[Stored items from a collection]
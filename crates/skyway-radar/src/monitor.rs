//! [`CollisionMonitor`] – separation checks and accident escalation.
//!
//! Given every agent's position, the monitor classifies each unordered pair
//! by its 3D separation:
//!
//! | Separation              | Outcome                                      |
//! |-------------------------|----------------------------------------------|
//! | `< CRITICAL_DISTANCE`   | `Critical` alert, accident on first contact  |
//! | `< WARNING_DISTANCE`    | `Warning` alert                              |
//! | otherwise               | nothing                                      |
//!
//! Agents whose [`FlightState`] is parked are skipped entirely.  An accident
//! is recorded once per critical encounter: the pair stays open until a scan
//! finds it outside the critical distance, after which a new encounter is
//! recorded again.

use std::collections::{BTreeMap, HashMap, HashSet};

use chrono::Utc;
use skyway_types::{AccidentRecord, AgentId, FlightState, ProximityEvent, ProximityKind};
use tracing::{info, warn};
use uuid::Uuid;

use crate::contacts::Radar;

/// Separation below which a pair is reported as a warning.
pub const WARNING_DISTANCE: f64 = 100.0;

/// Separation below which a pair is reported as critical.
pub const CRITICAL_DISTANCE: f64 = 50.0;

// ────────────────────────────────────────────────────────────────────────────
// Collaborators
// ────────────────────────────────────────────────────────────────────────────

/// Position of one agent at scan time.
#[derive(Debug, Clone, Copy, PartialEq)]
pub struct AgentPosition {
    pub agent: AgentId,
    pub x: f64,
    pub y: f64,
    pub altitude: f64,
}

impl AgentPosition {
    pub fn new(agent: AgentId, x: f64, y: f64, altitude: f64) -> Self {
        Self {
            agent,
            x,
            y,
            altitude,
        }
    }

    fn distance_to(&self, other: &AgentPosition) -> f64 {
        let dx = self.x - other.x;
        let dy = self.y - other.y;
        let dz = self.altitude - other.altitude;
        (dx * dx + dy * dy + dz * dz).sqrt()
    }
}

/// Source of each agent's current [`FlightState`].
///
/// Agents the lookup does not know are treated as airborne.
pub trait FlightStateLookup {
    fn flight_state(&self, agent: AgentId) -> Option<FlightState>;
}

impl FlightStateLookup for HashMap<AgentId, FlightState> {
    fn flight_state(&self, agent: AgentId) -> Option<FlightState> {
        self.get(&agent).copied()
    }
}

impl FlightStateLookup for BTreeMap<AgentId, FlightState> {
    fn flight_state(&self, agent: AgentId) -> Option<FlightState> {
        self.get(&agent).copied()
    }
}

impl FlightStateLookup for Radar {
    fn flight_state(&self, agent: AgentId) -> Option<FlightState> {
        self.get(agent).map(|c| c.state)
    }
}

/// Receiver of the monitor's output.
pub trait AccidentSink {
    /// One human-readable alert per proximity event.
    fn alert(&mut self, event: &ProximityEvent, message: &str);

    /// A critical encounter escalated into an accident.
    fn record_accident(&mut self, record: AccidentRecord);
}

/// In-memory [`AccidentSink`] that keeps everything it receives.
#[derive(Debug, Clone, Default)]
pub struct AlertLog {
    pub alerts: Vec<(ProximityEvent, String)>,
    pub accidents: Vec<AccidentRecord>,
}

impl AlertLog {
    pub fn new() -> Self {
        Self::default()
    }

    pub fn clear(&mut self) {
        self.alerts.clear();
        self.accidents.clear();
    }
}

impl AccidentSink for AlertLog {
    fn alert(&mut self, event: &ProximityEvent, message: &str) {
        self.alerts.push((*event, message.to_string()));
    }

    fn record_accident(&mut self, record: AccidentRecord) {
        self.accidents.push(record);
    }
}

// ────────────────────────────────────────────────────────────────────────────
// CollisionMonitor
// ────────────────────────────────────────────────────────────────────────────

/// Pairwise separation monitor with one-shot accident escalation.
///
/// # Example
///
/// ```
/// use std::collections::HashMap;
/// use skyway_radar::{AgentPosition, AlertLog, CollisionMonitor};
/// use skyway_types::{AgentId, FlightState, ProximityKind};
///
/// let mut monitor = CollisionMonitor::new();
/// let mut log = AlertLog::new();
/// let states: HashMap<AgentId, FlightState> = HashMap::new();
/// let agents = [
///     AgentPosition::new(AgentId(1), 500.0, 500.0, 100.0),
///     AgentPosition::new(AgentId(2), 575.0, 500.0, 100.0),
/// ];
///
/// let events = monitor.check_collisions(&agents, &states, &mut log);
/// assert_eq!(events.len(), 1);
/// assert_eq!(events[0].kind, ProximityKind::Warning);
/// assert!(log.accidents.is_empty());
/// ```
#[derive(Debug, Clone)]
pub struct CollisionMonitor {
    warning_distance: f64,
    critical_distance: f64,
    /// Pairs (lower id first) currently inside the critical distance.
    open_critical: HashSet<(AgentId, AgentId)>,
}

impl Default for CollisionMonitor {
    fn default() -> Self {
        Self::with_thresholds(WARNING_DISTANCE, CRITICAL_DISTANCE)
    }
}

impl CollisionMonitor {
    pub fn new() -> Self {
        Self::default()
    }

    /// Use custom thresholds.  `critical` is capped at `warning`.
    pub fn with_thresholds(warning: f64, critical: f64) -> Self {
        Self {
            warning_distance: warning,
            critical_distance: critical.min(warning),
            open_critical: HashSet::new(),
        }
    }

    pub fn warning_distance(&self) -> f64 {
        self.warning_distance
    }

    pub fn critical_distance(&self) -> f64 {
        self.critical_distance
    }

    /// Number of pairs currently escalated and awaiting separation.
    pub fn open_critical_pairs(&self) -> usize {
        self.open_critical.len()
    }

    /// Classify every pair of non-parked agents and report through `sink`.
    ///
    /// Events are returned in scan order: pairs follow the order of
    /// `agents`, and within a pair the lower id comes first.
    pub fn check_collisions(
        &mut self,
        agents: &[AgentPosition],
        states: &dyn FlightStateLookup,
        sink: &mut dyn AccidentSink,
    ) -> Vec<ProximityEvent> {
        let flying: Vec<&AgentPosition> = agents
            .iter()
            .filter(|a| !states.flight_state(a.agent).is_some_and(FlightState::is_parked))
            .collect();

        let mut events = Vec::new();
        let mut still_critical = HashSet::new();

        for (i, first) in flying.iter().enumerate() {
            for second in &flying[i + 1..] {
                let (a, b) = if first.agent <= second.agent {
                    (*first, *second)
                } else {
                    (*second, *first)
                };
                let distance = a.distance_to(b);
                let kind = if distance < self.critical_distance {
                    ProximityKind::Critical
                } else if distance < self.warning_distance {
                    ProximityKind::Warning
                } else {
                    continue;
                };

                let event = ProximityEvent {
                    kind,
                    agent_a: a.agent,
                    agent_b: b.agent,
                    distance,
                };
                let message = alert_message(&event);
                match kind {
                    ProximityKind::Critical => warn!(
                        agent_a = %a.agent,
                        agent_b = %b.agent,
                        distance,
                        "critical proximity"
                    ),
                    ProximityKind::Warning => info!(
                        agent_a = %a.agent,
                        agent_b = %b.agent,
                        distance,
                        "proximity warning"
                    ),
                }
                sink.alert(&event, &message);

                if kind == ProximityKind::Critical {
                    let pair = (a.agent, b.agent);
                    still_critical.insert(pair);
                    if self.open_critical.insert(pair) {
                        let record = accident_record(a, b, distance, states);
                        warn!(
                            accident = %record.id,
                            agent_a = %a.agent,
                            agent_b = %b.agent,
                            emergency_involved = record.emergency_involved,
                            "accident recorded"
                        );
                        sink.record_accident(record);
                    }
                }
                events.push(event);
            }
        }

        // Pairs that separated (or left the scan) can escalate again.
        self.open_critical.retain(|pair| still_critical.contains(pair));
        events
    }

    /// Scan the radar's live contacts, using the radar itself as the state
    /// source.  An inactive radar produces no events and leaves open pairs
    /// untouched.
    pub fn check_radar(&mut self, radar: &Radar, sink: &mut dyn AccidentSink) -> Vec<ProximityEvent> {
        if !radar.is_active() {
            return Vec::new();
        }
        let positions: Vec<AgentPosition> = radar
            .contacts()
            .map(|c| AgentPosition::new(c.agent, c.x, c.y, c.altitude))
            .collect();
        self.check_collisions(&positions, radar, sink)
    }
}

fn alert_message(event: &ProximityEvent) -> String {
    match event.kind {
        ProximityKind::Critical => format!(
            "CRITICAL: {} and {} are {:.1} units apart - collision imminent",
            event.agent_a, event.agent_b, event.distance
        ),
        ProximityKind::Warning => format!(
            "WARNING: {} and {} within {:.1} units - maintain separation",
            event.agent_a, event.agent_b, event.distance
        ),
    }
}

fn accident_record(
    a: &AgentPosition,
    b: &AgentPosition,
    distance: f64,
    states: &dyn FlightStateLookup,
) -> AccidentRecord {
    let in_emergency = |agent| {
        states
            .flight_state(agent)
            .is_some_and(FlightState::is_emergency_halt)
    };
    AccidentRecord {
        id: Uuid::new_v4(),
        timestamp: Utc::now(),
        agent_a: a.agent,
        agent_b: b.agent,
        distance,
        x: (a.x + b.x) / 2.0,
        y: (a.y + b.y) / 2.0,
        altitude: (a.altitude + b.altitude) / 2.0,
        emergency_involved: in_emergency(a.agent) || in_emergency(b.agent),
    }
}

**WORK TASK**
Whenever a line in the data above contains the word "second", include it in the tally, and report only the final number.

**OUTPUT OF THE TASK**
4